First, if you believe that the crack down on prescription narcotics have first
and foremost hurt addicts, you're very mistaken. Addicts easily moved on to
heroin, as this piece shows. People with cancer and debilitating nerve
disorders like chronic shingles, CPRS, trigeminal neuralgia, and some kinds of
neuropathy, who total over a million in the U.S. alone, are the ones who have
suffered greatly even though opiate painkillers are safe and effective when
used correctly. These are the kinds of diseases than make grown men cry in
pain and bring on suicidal thoughts in previously happy, non-depressed
individuals (I know, I've seen it up close).

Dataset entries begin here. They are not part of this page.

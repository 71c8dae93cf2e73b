use std::collections::HashMap;
use std::path::{Path, PathBuf};
use std::sync::atomic::{AtomicUsize, Ordering};
use std::sync::{Arc, PoisonError, RwLock};

use tracing::debug;

use crate::error::{StoreError, StoreResult};
use crate::traits::{BlobStore, OpenStore};

/// In-memory, HashMap-based blob store.
///
/// Intended for tests and embedding. Blobs are held behind a `RwLock` and
/// cloned on read. Every `read_blob` call is counted, which lets callers
/// assert which keys a load touched.
pub struct InMemoryBlobStore {
    blobs: RwLock<HashMap<String, Vec<u8>>>,
    reads: AtomicUsize,
}

impl InMemoryBlobStore {
    /// Create a new empty in-memory store.
    pub fn new() -> Self {
        Self {
            blobs: RwLock::new(HashMap::new()),
            reads: AtomicUsize::new(0),
        }
    }

    /// Insert or replace the blob under `key`.
    pub fn insert(&self, key: impl Into<String>, value: impl Into<Vec<u8>>) {
        self.blobs
            .write()
            .unwrap_or_else(PoisonError::into_inner)
            .insert(key.into(), value.into());
    }

    /// Remove the blob under `key`. Returns `true` if it existed.
    pub fn remove(&self, key: &str) -> bool {
        self.blobs
            .write()
            .unwrap_or_else(PoisonError::into_inner)
            .remove(key)
            .is_some()
    }

    /// Number of blobs currently stored.
    pub fn len(&self) -> usize {
        self.blobs.read().unwrap_or_else(PoisonError::into_inner).len()
    }

    /// Returns `true` if the store is empty.
    pub fn is_empty(&self) -> bool {
        self.len() == 0
    }

    /// Sorted list of all keys in the store.
    pub fn keys(&self) -> Vec<String> {
        let map = self.blobs.read().unwrap_or_else(PoisonError::into_inner);
        let mut keys: Vec<String> = map.keys().cloned().collect();
        keys.sort();
        keys
    }

    /// Number of `read_blob` calls served so far, hits and misses alike.
    pub fn read_count(&self) -> usize {
        self.reads.load(Ordering::Relaxed)
    }
}

impl Default for InMemoryBlobStore {
    fn default() -> Self {
        Self::new()
    }
}

impl<K: Into<String>, V: Into<Vec<u8>>> FromIterator<(K, V)> for InMemoryBlobStore {
    fn from_iter<I: IntoIterator<Item = (K, V)>>(iter: I) -> Self {
        let store = Self::new();
        for (key, value) in iter {
            store.insert(key, value);
        }
        store
    }
}

impl BlobStore for InMemoryBlobStore {
    fn read_blob(&self, key: &str) -> StoreResult<Vec<u8>> {
        self.reads.fetch_add(1, Ordering::Relaxed);
        let map = self.blobs.read().unwrap_or_else(PoisonError::into_inner);
        map.get(key).cloned().ok_or_else(|| StoreError::NotFound {
            key: key.to_string(),
        })
    }

    fn contains(&self, key: &str) -> StoreResult<bool> {
        let map = self.blobs.read().unwrap_or_else(PoisonError::into_inner);
        Ok(map.contains_key(key))
    }
}

impl std::fmt::Debug for InMemoryBlobStore {
    fn fmt(&self, f: &mut std::fmt::Formatter<'_>) -> std::fmt::Result {
        f.debug_struct("InMemoryBlobStore")
            .field("blob_count", &self.len())
            .field("reads", &self.read_count())
            .finish()
    }
}

/// A path-indexed set of in-memory stores.
///
/// Opening a path that was never registered fails with
/// [`StoreError::Unregistered`], the in-memory analogue of a missing
/// database file.
#[derive(Debug, Default)]
pub struct InMemoryCatalog {
    stores: RwLock<HashMap<PathBuf, Arc<InMemoryBlobStore>>>,
    opens: AtomicUsize,
}

impl InMemoryCatalog {
    /// Create an empty catalog.
    pub fn new() -> Self {
        Self::default()
    }

    /// Register `store` at `path`, returning a shared handle to it.
    pub fn register(
        &self,
        path: impl Into<PathBuf>,
        store: InMemoryBlobStore,
    ) -> Arc<InMemoryBlobStore> {
        let store = Arc::new(store);
        self.stores
            .write()
            .unwrap_or_else(PoisonError::into_inner)
            .insert(path.into(), Arc::clone(&store));
        store
    }

    /// Number of successful `open` calls so far.
    pub fn open_count(&self) -> usize {
        self.opens.load(Ordering::Relaxed)
    }
}

impl OpenStore for InMemoryCatalog {
    type Store = Arc<InMemoryBlobStore>;

    fn open(&self, path: &Path) -> StoreResult<Self::Store> {
        let stores = self.stores.read().unwrap_or_else(PoisonError::into_inner);
        let store = stores
            .get(path)
            .cloned()
            .ok_or_else(|| StoreError::Unregistered(path.to_path_buf()))?;
        self.opens.fetch_add(1, Ordering::Relaxed);
        debug!(path = %path.display(), blobs = store.len(), "opened in-memory store");
        Ok(store)
    }
}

Second, if you believe that the US can some how magically win the drug war by
cracking down on the southern border, I have a bridge to sell you. Drug
smugglers come in by boat to Washington State, by plane across Canada to
Montana, and by submarine into the Florida coast. Wasting billions building
some "impregnable" fence across our southern border will only increase the
number of smugglers coming in from our other borders. And then what? We shut
down all our borders?

Seriously, when I read these comments coming from HN, bastion of rational
thought, I just want to curl up in a corner and cry.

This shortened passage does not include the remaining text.